— Instructions to follow —
In the listing below, find each line with the string "bool" and return it.
START Provided material
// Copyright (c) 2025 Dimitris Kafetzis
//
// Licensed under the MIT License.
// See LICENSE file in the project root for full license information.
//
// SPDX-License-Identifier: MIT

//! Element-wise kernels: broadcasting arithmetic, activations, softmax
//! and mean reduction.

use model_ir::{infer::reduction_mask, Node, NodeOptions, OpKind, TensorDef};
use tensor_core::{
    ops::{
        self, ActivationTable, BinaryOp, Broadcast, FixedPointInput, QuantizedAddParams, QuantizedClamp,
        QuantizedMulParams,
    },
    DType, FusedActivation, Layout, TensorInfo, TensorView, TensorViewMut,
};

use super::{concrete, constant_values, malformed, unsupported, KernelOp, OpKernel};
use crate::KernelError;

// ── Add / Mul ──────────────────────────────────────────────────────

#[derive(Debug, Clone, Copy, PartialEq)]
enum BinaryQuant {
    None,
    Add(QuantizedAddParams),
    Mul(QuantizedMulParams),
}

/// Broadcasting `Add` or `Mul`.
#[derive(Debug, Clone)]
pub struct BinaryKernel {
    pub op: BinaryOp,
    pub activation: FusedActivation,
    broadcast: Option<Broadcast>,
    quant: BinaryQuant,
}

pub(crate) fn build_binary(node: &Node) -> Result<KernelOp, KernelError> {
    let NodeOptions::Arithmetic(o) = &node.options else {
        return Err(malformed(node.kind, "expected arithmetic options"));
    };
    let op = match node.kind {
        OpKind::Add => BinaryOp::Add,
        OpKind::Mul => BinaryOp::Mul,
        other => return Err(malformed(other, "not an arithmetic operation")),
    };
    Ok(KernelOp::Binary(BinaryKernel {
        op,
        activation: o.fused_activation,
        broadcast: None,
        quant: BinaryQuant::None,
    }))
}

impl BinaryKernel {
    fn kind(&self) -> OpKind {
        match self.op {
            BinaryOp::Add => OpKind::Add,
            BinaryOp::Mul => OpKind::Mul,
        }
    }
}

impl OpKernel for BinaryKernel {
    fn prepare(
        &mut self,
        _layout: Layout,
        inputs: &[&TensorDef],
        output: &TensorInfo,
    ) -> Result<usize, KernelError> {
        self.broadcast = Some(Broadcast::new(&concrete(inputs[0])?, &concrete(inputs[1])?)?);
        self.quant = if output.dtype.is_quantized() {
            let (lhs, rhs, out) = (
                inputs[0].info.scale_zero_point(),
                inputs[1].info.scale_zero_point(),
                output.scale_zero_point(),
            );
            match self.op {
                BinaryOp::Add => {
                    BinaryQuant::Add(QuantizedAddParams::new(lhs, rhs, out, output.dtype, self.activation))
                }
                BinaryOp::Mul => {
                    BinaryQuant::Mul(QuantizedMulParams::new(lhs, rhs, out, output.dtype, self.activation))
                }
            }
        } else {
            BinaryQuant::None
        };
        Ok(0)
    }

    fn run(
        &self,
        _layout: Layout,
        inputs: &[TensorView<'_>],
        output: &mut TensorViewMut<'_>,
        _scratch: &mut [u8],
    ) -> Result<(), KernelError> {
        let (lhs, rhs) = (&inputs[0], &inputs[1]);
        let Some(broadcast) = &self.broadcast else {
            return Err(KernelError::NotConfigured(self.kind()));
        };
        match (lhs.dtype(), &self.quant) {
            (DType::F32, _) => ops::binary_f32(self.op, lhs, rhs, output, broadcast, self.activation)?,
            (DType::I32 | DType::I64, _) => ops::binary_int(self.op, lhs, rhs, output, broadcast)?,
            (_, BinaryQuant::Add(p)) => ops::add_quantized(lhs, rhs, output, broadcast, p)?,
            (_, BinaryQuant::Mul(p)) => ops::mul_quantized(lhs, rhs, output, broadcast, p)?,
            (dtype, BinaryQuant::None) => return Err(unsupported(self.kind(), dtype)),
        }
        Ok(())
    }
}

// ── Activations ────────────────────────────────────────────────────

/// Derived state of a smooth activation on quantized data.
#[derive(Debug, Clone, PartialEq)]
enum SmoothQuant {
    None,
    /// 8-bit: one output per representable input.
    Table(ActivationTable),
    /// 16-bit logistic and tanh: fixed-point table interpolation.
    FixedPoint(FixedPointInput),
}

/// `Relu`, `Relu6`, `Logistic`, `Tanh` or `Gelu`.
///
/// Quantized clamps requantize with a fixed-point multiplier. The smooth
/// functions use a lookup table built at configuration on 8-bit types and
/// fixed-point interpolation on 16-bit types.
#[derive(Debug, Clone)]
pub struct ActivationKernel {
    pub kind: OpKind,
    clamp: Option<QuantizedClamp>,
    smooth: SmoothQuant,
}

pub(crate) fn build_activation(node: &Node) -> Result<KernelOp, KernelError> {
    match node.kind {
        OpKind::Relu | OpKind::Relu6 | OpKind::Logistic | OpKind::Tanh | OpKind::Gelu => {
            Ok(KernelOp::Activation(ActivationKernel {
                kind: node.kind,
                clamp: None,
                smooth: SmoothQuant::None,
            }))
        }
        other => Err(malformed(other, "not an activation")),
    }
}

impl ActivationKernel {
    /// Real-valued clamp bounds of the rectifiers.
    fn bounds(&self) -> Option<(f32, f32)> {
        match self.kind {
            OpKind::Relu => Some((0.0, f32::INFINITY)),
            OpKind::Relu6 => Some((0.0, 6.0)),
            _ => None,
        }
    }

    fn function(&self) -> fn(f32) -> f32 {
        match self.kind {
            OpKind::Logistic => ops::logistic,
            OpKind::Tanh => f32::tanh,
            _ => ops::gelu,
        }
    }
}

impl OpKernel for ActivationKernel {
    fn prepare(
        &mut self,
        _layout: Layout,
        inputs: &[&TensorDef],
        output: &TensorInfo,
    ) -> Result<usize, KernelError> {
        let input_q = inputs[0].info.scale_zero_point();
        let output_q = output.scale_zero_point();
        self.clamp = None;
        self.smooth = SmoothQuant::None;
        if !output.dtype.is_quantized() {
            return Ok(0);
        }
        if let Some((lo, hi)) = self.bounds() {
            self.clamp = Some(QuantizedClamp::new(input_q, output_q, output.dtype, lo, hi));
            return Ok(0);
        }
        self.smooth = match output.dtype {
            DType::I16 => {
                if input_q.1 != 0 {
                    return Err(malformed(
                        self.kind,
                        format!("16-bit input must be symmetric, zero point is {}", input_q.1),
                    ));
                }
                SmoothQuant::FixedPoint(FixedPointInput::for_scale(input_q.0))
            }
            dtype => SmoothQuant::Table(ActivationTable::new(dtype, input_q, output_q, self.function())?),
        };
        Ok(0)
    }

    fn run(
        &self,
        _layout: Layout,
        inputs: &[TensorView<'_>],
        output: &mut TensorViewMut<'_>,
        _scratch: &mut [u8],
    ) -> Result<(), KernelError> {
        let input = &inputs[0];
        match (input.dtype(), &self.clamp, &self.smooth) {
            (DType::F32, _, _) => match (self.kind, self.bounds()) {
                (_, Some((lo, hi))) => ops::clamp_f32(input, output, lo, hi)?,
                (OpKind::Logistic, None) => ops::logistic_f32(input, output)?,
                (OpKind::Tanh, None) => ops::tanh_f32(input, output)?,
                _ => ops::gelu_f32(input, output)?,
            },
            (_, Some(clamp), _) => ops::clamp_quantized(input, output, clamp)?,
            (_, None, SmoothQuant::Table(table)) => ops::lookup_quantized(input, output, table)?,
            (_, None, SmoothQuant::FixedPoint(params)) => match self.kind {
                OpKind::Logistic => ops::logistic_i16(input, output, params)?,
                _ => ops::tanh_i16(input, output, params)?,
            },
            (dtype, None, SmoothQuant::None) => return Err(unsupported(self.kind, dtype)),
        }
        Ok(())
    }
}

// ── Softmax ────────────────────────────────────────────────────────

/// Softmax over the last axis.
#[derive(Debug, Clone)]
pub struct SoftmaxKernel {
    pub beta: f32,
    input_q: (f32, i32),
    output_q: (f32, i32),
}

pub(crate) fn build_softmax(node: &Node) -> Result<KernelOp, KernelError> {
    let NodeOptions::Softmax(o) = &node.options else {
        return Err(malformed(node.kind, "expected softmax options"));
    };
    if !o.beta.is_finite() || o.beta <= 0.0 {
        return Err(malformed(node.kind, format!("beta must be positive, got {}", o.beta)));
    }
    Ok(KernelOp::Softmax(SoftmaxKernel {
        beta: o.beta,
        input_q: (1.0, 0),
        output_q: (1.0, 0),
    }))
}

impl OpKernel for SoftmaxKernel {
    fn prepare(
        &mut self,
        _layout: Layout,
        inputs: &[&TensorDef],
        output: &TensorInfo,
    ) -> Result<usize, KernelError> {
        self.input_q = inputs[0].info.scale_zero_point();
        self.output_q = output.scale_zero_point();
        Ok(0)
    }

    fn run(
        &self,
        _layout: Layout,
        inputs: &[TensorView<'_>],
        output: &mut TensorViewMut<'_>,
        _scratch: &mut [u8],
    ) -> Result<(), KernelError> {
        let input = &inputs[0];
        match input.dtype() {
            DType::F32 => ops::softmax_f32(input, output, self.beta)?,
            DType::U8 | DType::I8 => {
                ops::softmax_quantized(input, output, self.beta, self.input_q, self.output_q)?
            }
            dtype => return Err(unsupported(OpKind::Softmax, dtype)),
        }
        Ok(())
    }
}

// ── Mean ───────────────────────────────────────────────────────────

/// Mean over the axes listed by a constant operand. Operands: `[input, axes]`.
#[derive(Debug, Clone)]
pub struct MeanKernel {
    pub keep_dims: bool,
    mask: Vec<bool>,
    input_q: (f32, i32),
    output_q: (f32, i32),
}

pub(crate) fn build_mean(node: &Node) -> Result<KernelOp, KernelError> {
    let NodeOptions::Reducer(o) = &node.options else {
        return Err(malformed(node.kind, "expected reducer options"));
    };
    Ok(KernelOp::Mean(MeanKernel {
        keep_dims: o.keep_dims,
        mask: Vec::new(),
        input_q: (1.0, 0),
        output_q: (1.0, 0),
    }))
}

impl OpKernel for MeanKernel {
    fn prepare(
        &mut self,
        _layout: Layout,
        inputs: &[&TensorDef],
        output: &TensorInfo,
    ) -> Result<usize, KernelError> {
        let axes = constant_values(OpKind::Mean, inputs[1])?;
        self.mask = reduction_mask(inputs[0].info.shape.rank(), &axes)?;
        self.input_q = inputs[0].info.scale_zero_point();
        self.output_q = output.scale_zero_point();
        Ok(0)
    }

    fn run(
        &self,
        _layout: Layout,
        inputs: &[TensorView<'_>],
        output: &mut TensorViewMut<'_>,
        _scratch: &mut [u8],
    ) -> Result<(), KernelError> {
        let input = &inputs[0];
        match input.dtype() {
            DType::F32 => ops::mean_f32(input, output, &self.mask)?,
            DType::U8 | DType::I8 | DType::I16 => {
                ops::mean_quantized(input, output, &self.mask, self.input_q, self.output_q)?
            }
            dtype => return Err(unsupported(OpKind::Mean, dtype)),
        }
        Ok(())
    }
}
END Provided material
START Provided material
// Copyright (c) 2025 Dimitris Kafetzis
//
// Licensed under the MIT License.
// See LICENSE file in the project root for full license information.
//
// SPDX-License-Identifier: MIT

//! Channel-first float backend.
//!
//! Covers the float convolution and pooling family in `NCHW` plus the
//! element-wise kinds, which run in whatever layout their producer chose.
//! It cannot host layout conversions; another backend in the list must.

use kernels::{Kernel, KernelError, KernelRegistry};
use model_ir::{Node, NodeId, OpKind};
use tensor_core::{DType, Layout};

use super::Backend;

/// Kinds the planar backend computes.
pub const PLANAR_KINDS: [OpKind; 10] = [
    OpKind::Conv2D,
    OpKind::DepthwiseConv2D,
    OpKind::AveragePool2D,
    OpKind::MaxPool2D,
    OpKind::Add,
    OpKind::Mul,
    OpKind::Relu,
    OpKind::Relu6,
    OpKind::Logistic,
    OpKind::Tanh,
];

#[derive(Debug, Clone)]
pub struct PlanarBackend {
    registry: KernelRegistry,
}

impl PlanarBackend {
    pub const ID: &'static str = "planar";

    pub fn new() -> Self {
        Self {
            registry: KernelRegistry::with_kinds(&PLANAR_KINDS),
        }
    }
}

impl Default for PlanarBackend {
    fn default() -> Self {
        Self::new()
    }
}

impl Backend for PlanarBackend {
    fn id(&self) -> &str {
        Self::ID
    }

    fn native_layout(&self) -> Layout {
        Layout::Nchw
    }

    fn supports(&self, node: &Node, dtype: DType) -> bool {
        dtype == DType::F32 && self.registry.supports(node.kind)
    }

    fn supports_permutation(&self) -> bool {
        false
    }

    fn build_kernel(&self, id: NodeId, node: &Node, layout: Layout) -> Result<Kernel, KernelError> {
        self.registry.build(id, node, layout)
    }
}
END Provided material
— Solution to the exercise —
    pub keep_dims: bool,
    mask: Vec<bool>,
    fn supports(&self, node: &Node, dtype: DType) -> bool {
    fn supports_permutation(&self) -> bool {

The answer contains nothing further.